Featured Interview With Roger B. Burt
Tell us a little about yourself. Where were you raised? Where do you live now?
I was born at home in Queens, New York. I was my mother’s third pregnancy but apparently I wasn’t ready to come so I hung out with her until I was ready. Then I came so fast she didn’t have time to get to a hospital. My father delivered me. Fortunately he was a surgeon.
As an infant I was clearly a night person and my mother walked me on the streets of New York in the very early morning hour. It was just before World War II and the neighborhood was quiet and accepting.
From the beginning I wasn’t interested in “reality” or the ordinary. My earliest memory is of being in a window seat on a dark night watching flashes of light from the rain during the world war blackout.
From my youngest years my two aunts took me out to see New York whether it was the Empire State Building or Times Square on New Years Eve until near dawn.
As a family we toured Europe just after the war ended. To put it mildly, it was mind opening and stirred my imagination. I recall seeing great fear remaining on the faces of the people of Europe.
The new and the imaginative was what interested me. My brother went to college at Princeton. I wanted to see more of the country and went to college in Michigan. Then it was on to graduate school in North Carolina during the frightening years of the civill rights movement. I did what I was supposed to and gained my doctorate in clinical psychology at Duke University but got into the depth of understanding of prejudice and conflict In that difficult era.
I then couldn’t just walk away to peace and went to work in the impoverished inner city of Baltimore. It meant I had to learn about working on the streets, entering slum housing and climbing through the drug ridden high rise projects. The people I worked with were touching and left me deeply committed.

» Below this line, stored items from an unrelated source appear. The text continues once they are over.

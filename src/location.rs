//! Transfer endpoints: local filesystem paths and SAS-authenticated
//! remote container paths, each rendering to a single azcopy argument.

use std::fmt::{self, Display};
use std::path::Path;

use crate::error::TransferError;
use crate::sas;

/// The role an endpoint plays in a transfer.
#[derive(Clone, Copy, Debug, PartialEq, Eq)]
pub enum Role {
    /// Data is read from this endpoint.
    Source,

    /// Data is written to this endpoint.
    Destination,
}

/// The kind of an endpoint.
#[derive(Clone, Copy, Debug, PartialEq, Eq)]
pub enum LocationKind {
    /// A local filesystem path.
    Local,

    /// A remote blob container path.
    Remote,
}

/// A local filesystem endpoint.
#[derive(Clone, Debug, PartialEq, Eq)]
pub struct LocalLocation {
    /// Filesystem path, absolute or relative.
    pub path: String,

    /// Append a wildcard so the directory's contents are transferred
    /// without the containing directory itself.
    pub use_wildcard: bool,

    /// This endpoint's role in the transfer.
    pub role: Role,
}

impl LocalLocation {
    /// Creates a local endpoint without a wildcard.
    #[must_use]
    pub fn new(path: impl Into<String>, role: Role) -> Self {
        Self {
            path: path.into(),
            use_wildcard: false,
            role,
        }
    }

    /// Requests a wildcard suffix when this endpoint is a source.
    #[must_use]
    pub fn with_wildcard(mut self) -> Self {
        self.use_wildcard = true;
        self
    }
}

impl Display for LocalLocation {
    fn fmt(&self, f: &mut fmt::Formatter<'_>) -> fmt::Result {
        f.write_str(&self.path)?;

        // Wildcards only make sense when reading from the endpoint.
        if self.role == Role::Source && self.use_wildcard {
            if !self.path.ends_with('/') {
                f.write_str("/")?;
            }
            f.write_str("*")?;
        }

        Ok(())
    }
}

/// A remote container endpoint authenticated with a SAS token.
#[derive(Clone, Debug, PartialEq, Eq)]
pub struct RemoteSasLocation {
    /// Storage account name.
    pub storage_account: String,

    /// Container within the storage account.
    pub container: String,

    /// Blob path within the container.
    pub path: String,

    /// Opaque SAS token (query-string form, without a leading `?`).
    pub sas_token: String,

    /// Append a wildcard so the directory's contents are transferred
    /// without the containing directory itself.
    pub use_wildcard: bool,

    /// This endpoint's role in the transfer.
    pub role: Role,
}

impl RemoteSasLocation {
    /// Creates a remote endpoint, eagerly validating the SAS token.
    ///
    /// # Errors
    ///
    /// Returns [`TransferError::ExpiredCredential`] when the token carries a
    /// session expiry in the past, and propagates [`SasTokenError`] when the
    /// expiry claim is missing or malformed. Empty tokens are not validated.
    ///
    /// [`SasTokenError`]: crate::error::SasTokenError
    pub fn new(
        storage_account: impl Into<String>,
        container: impl Into<String>,
        path: impl Into<String>,
        sas_token: impl Into<String>,
        role: Role,
    ) -> Result<Self, TransferError> {
        let sas_token = sas_token.into();
        if !sas_token.is_empty() && sas::is_expired(&sas_token)? {
            return Err(TransferError::ExpiredCredential);
        }

        Ok(Self {
            storage_account: storage_account.into(),
            container: container.into(),
            path: path.into(),
            sas_token,
            use_wildcard: false,
            role,
        })
    }

    /// Requests a wildcard suffix when this endpoint is a source.
    #[must_use]
    pub fn with_wildcard(mut self) -> Self {
        self.use_wildcard = true;
        self
    }

    /// The container URI this endpoint points into.
    #[must_use]
    pub fn resource_uri(&self) -> String {
        format!(
            "https://{}.blob.core.windows.net/{}/",
            self.storage_account, self.container
        )
    }
}

impl Display for RemoteSasLocation {
    fn fmt(&self, f: &mut fmt::Formatter<'_>) -> fmt::Result {
        let wildcard = if self.role == Role::Source && self.use_wildcard {
            "*"
        } else {
            ""
        };
        write!(
            f,
            "{}{}{wildcard}?{}",
            self.resource_uri(),
            self.path,
            self.sas_token
        )
    }
}

/// Either endpoint kind, as accepted by the orchestrator.
#[derive(Clone, Debug, PartialEq, Eq)]
pub enum Location {
    /// A local filesystem endpoint.
    Local(LocalLocation),

    /// A remote container endpoint.
    Remote(RemoteSasLocation),
}

impl Location {
    /// The kind of this endpoint.
    #[must_use]
    pub fn kind(&self) -> LocationKind {
        match self {
            Self::Local(_) => LocationKind::Local,
            Self::Remote(_) => LocationKind::Remote,
        }
    }

    /// The SAS token, when this endpoint is remote and carries one.
    #[must_use]
    pub fn sas_token(&self) -> Option<&str> {
        match self {
            Self::Remote(remote) if !remote.sas_token.is_empty() => Some(&remote.sas_token),
            _ => None,
        }
    }

    /// The filesystem path, when this endpoint is local.
    #[must_use]
    pub fn local_path(&self) -> Option<&Path> {
        match self {
            Self::Local(local) => Some(Path::new(&local.path)),
            Self::Remote(_) => None,
        }
    }
}

impl Display for Location {
    fn fmt(&self, f: &mut fmt::Formatter<'_>) -> fmt::Result {
        match self {
            Self::Local(local) => local.fmt(f),
            Self::Remote(remote) => remote.fmt(f),
        }
    }
}

impl From<LocalLocation> for Location {
    fn from(local: LocalLocation) -> Self {
        Self::Local(local)
    }
}

impl From<RemoteSasLocation> for Location {
    fn from(remote: RemoteSasLocation) -> Self {
        Self::Remote(remote)
    }
}

#[cfg(test)]
mod tests {
    use test_case::test_case;

    use super::*;
    use crate::error::SasTokenError;

    #[test_case("/data", true, Role::Source => "/data/*"; "wildcard source without trailing slash")]
    #[test_case("/data/", true, Role::Source => "/data/*"; "wildcard source with trailing slash")]
    #[test_case("/data", false, Role::Source => "/data"; "source without wildcard")]
    #[test_case("/data", true, Role::Destination => "/data"; "wildcard ignored for destination")]
    #[test_case("relative/dir/", true, Role::Source => "relative/dir/*"; "relative path")]
    fn local_rendering(path: &str, use_wildcard: bool, role: Role) -> String {
        let mut location = LocalLocation::new(path, role);
        location.use_wildcard = use_wildcard;
        location.to_string()
    }

    fn remote(path: &str, role: Role) -> RemoteSasLocation {
        RemoteSasLocation::new("acct", "store", path, "se=2999-01-01T00:00:00Z", role).unwrap()
    }

    #[test]
    fn remote_rendering_destination() {
        assert_eq!(
            remote("backup/", Role::Destination).to_string(),
            "https://acct.blob.core.windows.net/store/backup/?se=2999-01-01T00:00:00Z"
        );
    }

    #[test]
    fn remote_rendering_wildcard_source() {
        assert_eq!(
            remote("backup/", Role::Source).with_wildcard().to_string(),
            "https://acct.blob.core.windows.net/store/backup/*?se=2999-01-01T00:00:00Z"
        );
    }

    #[test]
    fn remote_wildcard_ignored_for_destination() {
        assert_eq!(
            remote("backup/", Role::Destination)
                .with_wildcard()
                .to_string(),
            "https://acct.blob.core.windows.net/store/backup/?se=2999-01-01T00:00:00Z"
        );
    }

    #[test]
    fn expired_token_rejected_at_construction() {
        let result = RemoteSasLocation::new(
            "acct",
            "store",
            "backup/",
            "se=2001-01-01T00:00:00Z",
            Role::Destination,
        );
        assert!(matches!(result, Err(TransferError::ExpiredCredential)));
    }

    #[test]
    fn token_without_expiry_rejected_at_construction() {
        let result =
            RemoteSasLocation::new("acct", "store", "backup/", "sp=r&sig=x", Role::Destination);
        assert!(matches!(
            result,
            Err(TransferError::SasToken(SasTokenError::MissingExpiryClaim))
        ));
    }

    #[test]
    fn empty_token_skips_validation() {
        let location = RemoteSasLocation::new("acct", "store", "backup/", "", Role::Destination);
        assert!(location.is_ok());
    }

    #[test]
    fn location_accessors() {
        let local: Location = LocalLocation::new("/data", Role::Source).into();
        let remote: Location = remote("backup/", Role::Destination).into();

        assert_eq!(local.kind(), LocationKind::Local);
        assert_eq!(remote.kind(), LocationKind::Remote);
        assert_eq!(local.sas_token(), None);
        assert_eq!(remote.sas_token(), Some("se=2999-01-01T00:00:00Z"));
        assert_eq!(local.local_path(), Some(Path::new("/data")));
        assert_eq!(remote.local_path(), None);
    }
}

I had married in college but after our second child was born our marriage came apart. She left and our two daughters remained with me. A close friend was also getting a divorce. We had always shared similar interests and after our divorces were finished we married. She brought two sons and we learned about stepfamily conflict and distress. Becoming national experts and publishing books on the subject helped us put it all together. Our children are now grown, we have grandchildren and we are still happily together after 44 years.
Throughout my life I desired challenge and novelty. While challenge was often difficult, in the end it was fulfilling.
For much of my later life our family lived in our own little valley in northern Maryland in a two hundred year old stone house on a lovely little river. More recently my wife and I moved to Maryland’s Eastern Shore where we have found new challenges along with continued peace, love and tranquility.
Oh yes. Pets. In northern Maryland we acquired cats and dogs and other informal wild pets. Some were animals we sought to take in, others were strays who enhanced our lives. One day I returned home and found an exhausted dog lying on the porch. I knelt down to pet her and asked, “And what’s your name?” She managed to lift her head, looked me in the eye and said, “woof!”. That became her name and she stayed with us as a darling loyal companion until her death many years later.
My life has been a varied existence and I chose to seek new ways through it. These last decades in America have been a wonderful but difficult adventure.
At what age did you realize your fascination with books? When did you start writing?
The first book that fascinated me was Ferdinand the Bull which my perceptive mother brought home to read to me when I was very young. Yes, Ferdinand was a bull but a gentle one. He loved to smell the flowers which meant to me that he loved precious things that were stimulating. Of course at that young age I could not know what that actually said about me.
While it did not include some of the forms of challenge I have experienced, it told of my interest in beauty and wonder.
But what I found was that one kind of book did not focus me. I have always moved through vastly different kinds of books. Whether they fire my senses or imagination, it doesn’t matter. There must be novelty and enrichment of feelings, passion or even science. Feelings and depth of discovery is all desirable.
My writing began with some early fiction work but it was crowded out by the demands of family, children, divorce and challenge of all kinds. Writing resumed when I put together real world focused works on service in poverty, and things like divorce and remarriage. Much later I moved to works of fiction.
Who are your favorite authors to read? What is your favorite genre to read. Who Inspires you in your writings?
I cannot state a single focus of my reading whether it is subject or author. I must be intrigued and if there is one thing that is a problem, it is that my interests can be pulled in very many directions. Again I come back to imagination, novelty and challenge. Inspiration can come from many and diverse sources whether in the real world or fiction. And then, too, there is the possibility of melding real world challenges with fiction
Tell us a little about your latest book?
Currently I am working on the third book in my Gaia’s Majesty Trilogy, Gaia’s Majesty-Transformation: Life Forces Revealed. It is a series that has grown out of my real world experience but had to be portrayed in books that reflect the melding of both fictional and real world themes.
Back in the 1960s I was thoroughly engaged by the stirrings of the empowerment of women and I have also been captured by the study of the movements in our world at large. I see us now as entering a period where transformation lies at the thresholds of our lives. The form of transformation into which we may descend and its outcome are never clear. We seem close to a descent into another period of intense and horrifying conflict in the world at large or rising about it all into a new age of promise. We may find women rise to lead us as our world enters into a new age or we may descend into another era of chaos. These two themes are blended in my Gaia’s Majesty series.